NOM is the gold-standard treatment for hemodynamically stable trauma patients and is eligible for 80% of patients (5, 6). Performing a CT scan with different injection times and especially arterial allows a precise morphological assessment and guides the therapeutic strategy. CT enables searches for active bleeding or pseudoaneurysm resulting in angioembolization (5, 7–10). However, NOM can fail in multiple ways, leading to secondary splenectomy (5, 6, 11–14).
Many risk factors for NOM failure have been proposed, but none can accurately predict the failure of NOM.
Grade 3 or higher lesions are more at risk of NOM failure (according to AAST classification) (5, 6, 14, 16, 17). In AAST 4 and 5 splenic lesions, the failure rate of NOM is 54.6% (19).
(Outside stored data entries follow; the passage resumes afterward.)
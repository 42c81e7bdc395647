//! Domain module - review records, scrape options and the filter policy
//!
//! Modern Rust module organization (Rust 2018+ style):
//! - Each module is its own file in the domain/ directory
//! - Public exports are defined here for convenience

pub mod filter;
pub mod review;
pub mod scrape;

pub use review::{MediaType, ParsedProductInfo, ScrapedReview, ScrapedReviewMedia, SourceKind};
pub use scrape::{ProgressCallback, ScrapeOptions, ScrapeProgress, ScrapeStatus};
Arterial blush on CT in the absence of angio-embolization is described as a risk factor of conservative treatment failure (5, 8, 18), as well as diffuse hemoperitoneum (14, 16).
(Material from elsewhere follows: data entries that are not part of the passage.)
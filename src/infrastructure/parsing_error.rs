//! Parsing error types for review and product extraction
//!
//! Item-level failures never abort a scrape; they are logged and counted, so
//! each variant carries enough context to diagnose a markup change later.

use thiserror::Error;

#[derive(Error, Debug, Clone, PartialEq)]
pub enum ParsingError {
    #[error("Structured payload from {source_hint} is malformed: {reason}")]
    MalformedPayload {
        reason: String,
        source_hint: String,
    },

    #[error("Review extraction failed at index {index}: {reason}")]
    ReviewExtractionFailed {
        index: usize,
        reason: String,
    },
}

impl ParsingError {
    pub fn malformed_payload(source_hint: &str, reason: impl ToString) -> Self {
        Self::MalformedPayload {
            reason: reason.to_string(),
            source_hint: source_hint.to_string(),
        }
    }

    pub fn review_extraction_failed(index: usize, reason: impl ToString) -> Self {
        Self::ReviewExtractionFailed {
            index,
            reason: reason.to_string(),
        }
    }
}

#[cfg(test)]
mod tests {
    use super::*;

    #[test]
    fn test_messages_carry_context() {
        let err = ParsingError::review_extraction_failed(3, "missing body");
        assert_eq!(err.to_string(), "Review extraction failed at index 3: missing body");

        let err = ParsingError::malformed_payload("feedback API", "expected value at line 1");
        assert_eq!(
            err.to_string(),
            "Structured payload from feedback API is malformed: expected value at line 1"
        );
    }
}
A severe injury associated with a high ISS would be predictive of a higher rate of NOM failure. Different ISS values are reported in the literature as limiting to a NOM [e.g., 15 (9), 25, and others (14, 16, 17)]. Combining a splenic trauma with a brain injury can complicate the surveillance (19).
The importance of age in NOM has been debated. Age greater than 55 years would increase the risk of NOM failure, especially for high-grade lesions (5, 14, 20); age greater than 40 years could be a NOM failure factor, according to other authors (16). In our study, the median age was 39 years. We detected no statistically significant difference for age; nor did we detect a statistically significant difference according to AAST classification, ISS, or mechanism of injury.
Biological abnormalities, such as a decrease in hemoglobin, pH, or an increase in arterial lactates, might be factors for NOM failure. Alcohol consumption is common during trauma and might result in a falsely high value of lactate or prolong lactate clearance; it must, therefore, be taken into account when evaluating patients with a high blood alcohol level (21). The value of lactate and bicarbonates was identified as an important independent predictor of the polytrauma patient with acute alcohol and drug use (22, 23).
In our study, there is a difference in hemoglobin values at H0 and H6 between the groups having failed angioembolization and the successful group of angioembolization. This result, however, remains nuanced since it is, by little, not statistically significant (p = 0.064). This result can probably be explained because of the small number of patients. This result is nevertheless interesting since it is understood that biological deglobulization may be the first sign of true bleeding requiring secondary splenectomy.
In the literature, a decreased value of hemoglobin in the hours following the admission of trauma patients has never been described as NOM failure factors. On the other hand, the need for transfusion of red blood cells is a risk factor for NOM failure (16, 18).
In our study, the lack of data can represent a bias. Thus, the study of lactate levels could not be performed; this is explained by the disparity of care and evolution of patients. Indeed, lactate often dosed at H0 was not necessarily dosed in the aftercare. A study addressing the variation of lactatemia as a failure factor of NOM in splenic trauma might be interesting.
In this study, we could not demonstrate that angioembolization prevented secondary splenectomy. However, this is not comparable to the lack of benefit and is likely due to the lack of power of the study.
A multivariate analysis of the different predictors of NOM failure would also be useful. Unfortunately, we could not achieve this because of the amount of missing data. A multicenter prospective study would address these limitations and should now be conducted to confirm the role of deglobulization in the management of patients with splenic trauma.